- _What to work on_
When you reach the line containing "pub fn parse_url_list(raw: &str)" in the data below, begin returning lines exactly as written, and stop once the line containing "use super::*;" has been returned.

──────── Data section ────────

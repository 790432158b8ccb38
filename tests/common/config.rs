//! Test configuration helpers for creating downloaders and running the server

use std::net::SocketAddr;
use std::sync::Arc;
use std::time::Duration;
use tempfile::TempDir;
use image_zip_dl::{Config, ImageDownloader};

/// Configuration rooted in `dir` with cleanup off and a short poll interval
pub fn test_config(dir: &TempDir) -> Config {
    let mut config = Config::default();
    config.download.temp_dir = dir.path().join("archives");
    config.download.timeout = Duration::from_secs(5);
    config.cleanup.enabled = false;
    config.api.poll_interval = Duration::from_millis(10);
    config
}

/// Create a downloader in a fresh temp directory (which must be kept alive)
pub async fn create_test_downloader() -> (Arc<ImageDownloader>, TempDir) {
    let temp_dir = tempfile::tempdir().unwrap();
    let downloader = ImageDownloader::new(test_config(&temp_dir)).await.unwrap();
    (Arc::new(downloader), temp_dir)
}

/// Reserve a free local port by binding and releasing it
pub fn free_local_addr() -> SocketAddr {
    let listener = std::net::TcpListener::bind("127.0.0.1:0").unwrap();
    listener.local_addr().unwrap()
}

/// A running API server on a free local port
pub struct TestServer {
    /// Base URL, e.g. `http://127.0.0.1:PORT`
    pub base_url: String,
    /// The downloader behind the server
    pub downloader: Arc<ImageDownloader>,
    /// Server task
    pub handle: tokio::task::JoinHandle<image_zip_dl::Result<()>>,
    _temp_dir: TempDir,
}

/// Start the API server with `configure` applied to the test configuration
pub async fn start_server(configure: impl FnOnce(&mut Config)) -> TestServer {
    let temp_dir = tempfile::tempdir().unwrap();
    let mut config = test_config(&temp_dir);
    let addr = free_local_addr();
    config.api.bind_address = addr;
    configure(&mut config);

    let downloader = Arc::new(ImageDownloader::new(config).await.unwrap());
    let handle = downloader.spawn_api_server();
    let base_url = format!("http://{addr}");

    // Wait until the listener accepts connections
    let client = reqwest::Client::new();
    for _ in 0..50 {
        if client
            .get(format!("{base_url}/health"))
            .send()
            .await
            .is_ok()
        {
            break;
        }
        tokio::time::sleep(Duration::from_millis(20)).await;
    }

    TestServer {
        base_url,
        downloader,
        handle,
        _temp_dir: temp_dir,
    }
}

────────
──────── Data section ────────

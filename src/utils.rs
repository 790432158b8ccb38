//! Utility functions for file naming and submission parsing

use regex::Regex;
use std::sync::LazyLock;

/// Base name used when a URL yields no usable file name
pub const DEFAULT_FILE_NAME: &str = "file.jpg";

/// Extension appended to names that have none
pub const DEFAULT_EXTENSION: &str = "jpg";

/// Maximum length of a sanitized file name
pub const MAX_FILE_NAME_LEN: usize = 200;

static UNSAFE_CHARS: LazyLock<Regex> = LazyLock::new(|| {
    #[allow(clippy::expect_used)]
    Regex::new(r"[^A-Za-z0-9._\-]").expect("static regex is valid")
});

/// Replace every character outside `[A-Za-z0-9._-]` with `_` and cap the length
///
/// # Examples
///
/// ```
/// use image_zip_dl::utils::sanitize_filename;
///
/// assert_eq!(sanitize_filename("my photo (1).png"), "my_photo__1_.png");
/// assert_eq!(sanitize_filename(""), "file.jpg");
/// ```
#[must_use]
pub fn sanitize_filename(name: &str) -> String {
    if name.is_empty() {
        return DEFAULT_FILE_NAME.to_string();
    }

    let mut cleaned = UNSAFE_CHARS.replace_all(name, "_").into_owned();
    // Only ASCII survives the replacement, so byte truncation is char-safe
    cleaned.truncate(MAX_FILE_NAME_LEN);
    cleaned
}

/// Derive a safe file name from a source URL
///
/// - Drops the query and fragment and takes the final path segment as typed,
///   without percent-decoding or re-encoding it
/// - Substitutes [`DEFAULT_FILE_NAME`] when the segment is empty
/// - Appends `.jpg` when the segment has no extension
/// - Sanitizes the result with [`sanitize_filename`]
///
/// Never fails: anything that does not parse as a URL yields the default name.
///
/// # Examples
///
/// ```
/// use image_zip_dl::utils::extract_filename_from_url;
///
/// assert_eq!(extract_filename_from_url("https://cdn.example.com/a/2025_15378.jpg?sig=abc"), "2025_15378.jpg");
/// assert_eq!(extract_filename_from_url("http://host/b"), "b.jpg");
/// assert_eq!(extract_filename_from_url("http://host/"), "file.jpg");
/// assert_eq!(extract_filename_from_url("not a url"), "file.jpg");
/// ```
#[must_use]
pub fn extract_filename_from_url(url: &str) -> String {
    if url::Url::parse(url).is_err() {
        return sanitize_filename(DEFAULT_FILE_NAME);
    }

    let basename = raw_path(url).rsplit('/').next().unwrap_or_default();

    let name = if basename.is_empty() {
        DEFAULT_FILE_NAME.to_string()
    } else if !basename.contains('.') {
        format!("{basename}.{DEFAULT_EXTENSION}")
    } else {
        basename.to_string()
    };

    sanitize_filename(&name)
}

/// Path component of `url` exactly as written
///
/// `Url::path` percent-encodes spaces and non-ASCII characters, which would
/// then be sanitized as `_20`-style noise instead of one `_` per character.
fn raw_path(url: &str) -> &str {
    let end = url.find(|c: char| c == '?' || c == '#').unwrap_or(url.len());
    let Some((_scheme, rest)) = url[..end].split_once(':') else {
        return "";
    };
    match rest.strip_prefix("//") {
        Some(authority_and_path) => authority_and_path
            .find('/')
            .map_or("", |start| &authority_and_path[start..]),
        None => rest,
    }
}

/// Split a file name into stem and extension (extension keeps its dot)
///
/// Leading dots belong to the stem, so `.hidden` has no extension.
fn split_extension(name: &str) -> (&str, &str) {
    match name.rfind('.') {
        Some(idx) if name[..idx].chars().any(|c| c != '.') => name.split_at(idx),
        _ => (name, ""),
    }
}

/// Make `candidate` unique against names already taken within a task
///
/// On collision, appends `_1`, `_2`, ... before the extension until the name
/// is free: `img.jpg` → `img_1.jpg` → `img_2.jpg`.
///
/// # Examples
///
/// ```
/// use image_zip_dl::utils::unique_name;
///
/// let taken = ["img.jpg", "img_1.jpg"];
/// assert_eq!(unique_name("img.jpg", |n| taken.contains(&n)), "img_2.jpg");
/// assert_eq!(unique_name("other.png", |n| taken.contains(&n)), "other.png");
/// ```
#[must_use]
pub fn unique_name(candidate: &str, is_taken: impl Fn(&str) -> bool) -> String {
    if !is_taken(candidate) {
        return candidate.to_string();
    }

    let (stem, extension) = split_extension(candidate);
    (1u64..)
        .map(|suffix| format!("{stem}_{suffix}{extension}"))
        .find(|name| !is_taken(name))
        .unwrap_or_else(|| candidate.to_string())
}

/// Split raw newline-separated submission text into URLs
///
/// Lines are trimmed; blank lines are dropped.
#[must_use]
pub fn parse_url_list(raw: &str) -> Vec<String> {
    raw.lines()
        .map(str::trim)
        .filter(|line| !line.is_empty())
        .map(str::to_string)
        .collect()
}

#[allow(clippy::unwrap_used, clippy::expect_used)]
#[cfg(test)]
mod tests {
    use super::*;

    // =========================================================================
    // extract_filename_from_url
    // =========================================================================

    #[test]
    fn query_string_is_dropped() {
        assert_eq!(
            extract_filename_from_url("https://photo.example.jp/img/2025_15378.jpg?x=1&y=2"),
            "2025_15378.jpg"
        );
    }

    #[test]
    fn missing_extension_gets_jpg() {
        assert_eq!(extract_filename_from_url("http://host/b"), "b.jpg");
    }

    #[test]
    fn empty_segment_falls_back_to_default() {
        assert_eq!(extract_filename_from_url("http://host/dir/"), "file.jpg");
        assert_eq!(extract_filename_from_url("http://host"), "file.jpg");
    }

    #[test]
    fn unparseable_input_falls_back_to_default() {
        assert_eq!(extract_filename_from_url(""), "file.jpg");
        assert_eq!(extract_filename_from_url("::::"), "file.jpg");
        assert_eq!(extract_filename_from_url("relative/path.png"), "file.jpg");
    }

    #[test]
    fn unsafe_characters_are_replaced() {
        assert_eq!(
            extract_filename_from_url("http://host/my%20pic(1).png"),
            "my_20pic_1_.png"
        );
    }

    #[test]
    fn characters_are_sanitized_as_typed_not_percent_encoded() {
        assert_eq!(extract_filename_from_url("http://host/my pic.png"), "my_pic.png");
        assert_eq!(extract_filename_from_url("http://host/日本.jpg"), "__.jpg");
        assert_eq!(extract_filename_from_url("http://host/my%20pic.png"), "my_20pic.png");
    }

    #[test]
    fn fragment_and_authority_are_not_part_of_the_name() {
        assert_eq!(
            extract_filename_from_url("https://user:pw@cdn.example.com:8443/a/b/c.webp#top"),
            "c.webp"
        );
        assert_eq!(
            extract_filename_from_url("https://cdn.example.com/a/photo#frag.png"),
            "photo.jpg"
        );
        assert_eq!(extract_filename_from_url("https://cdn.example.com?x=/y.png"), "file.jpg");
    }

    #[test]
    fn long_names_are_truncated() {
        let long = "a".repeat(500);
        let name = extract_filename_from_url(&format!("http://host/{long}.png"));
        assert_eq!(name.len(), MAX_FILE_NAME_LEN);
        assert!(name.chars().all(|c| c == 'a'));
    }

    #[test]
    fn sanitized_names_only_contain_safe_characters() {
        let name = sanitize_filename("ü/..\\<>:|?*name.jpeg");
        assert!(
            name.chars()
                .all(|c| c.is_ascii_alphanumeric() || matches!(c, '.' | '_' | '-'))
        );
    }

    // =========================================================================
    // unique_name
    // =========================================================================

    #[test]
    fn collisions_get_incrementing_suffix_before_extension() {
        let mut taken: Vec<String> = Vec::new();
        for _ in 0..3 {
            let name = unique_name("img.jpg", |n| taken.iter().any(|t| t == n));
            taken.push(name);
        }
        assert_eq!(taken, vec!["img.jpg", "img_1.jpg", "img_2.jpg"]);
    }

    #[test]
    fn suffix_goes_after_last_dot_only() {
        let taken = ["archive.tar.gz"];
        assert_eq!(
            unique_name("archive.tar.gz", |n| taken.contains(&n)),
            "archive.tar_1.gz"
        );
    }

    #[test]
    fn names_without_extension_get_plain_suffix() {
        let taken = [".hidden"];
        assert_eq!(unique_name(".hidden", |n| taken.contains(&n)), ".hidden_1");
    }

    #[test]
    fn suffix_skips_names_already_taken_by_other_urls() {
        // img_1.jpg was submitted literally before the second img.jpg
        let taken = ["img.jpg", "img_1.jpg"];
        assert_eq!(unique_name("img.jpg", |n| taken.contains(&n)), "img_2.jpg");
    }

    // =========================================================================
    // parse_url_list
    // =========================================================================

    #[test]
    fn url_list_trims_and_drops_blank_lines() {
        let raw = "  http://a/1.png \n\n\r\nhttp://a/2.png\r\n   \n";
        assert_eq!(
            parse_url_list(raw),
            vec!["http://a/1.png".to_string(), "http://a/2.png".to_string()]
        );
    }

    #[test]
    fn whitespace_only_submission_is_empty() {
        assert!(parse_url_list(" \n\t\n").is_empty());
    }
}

────────

- _Reply_
pub fn parse_url_list(raw: &str) -> Vec<String> {
    raw.lines()
        .map(str::trim)
        .filter(|line| !line.is_empty())
        .map(str::to_string)
        .collect()
}

#[allow(clippy::unwrap_used, clippy::expect_used)]
#[cfg(test)]
mod tests {
    use super::*;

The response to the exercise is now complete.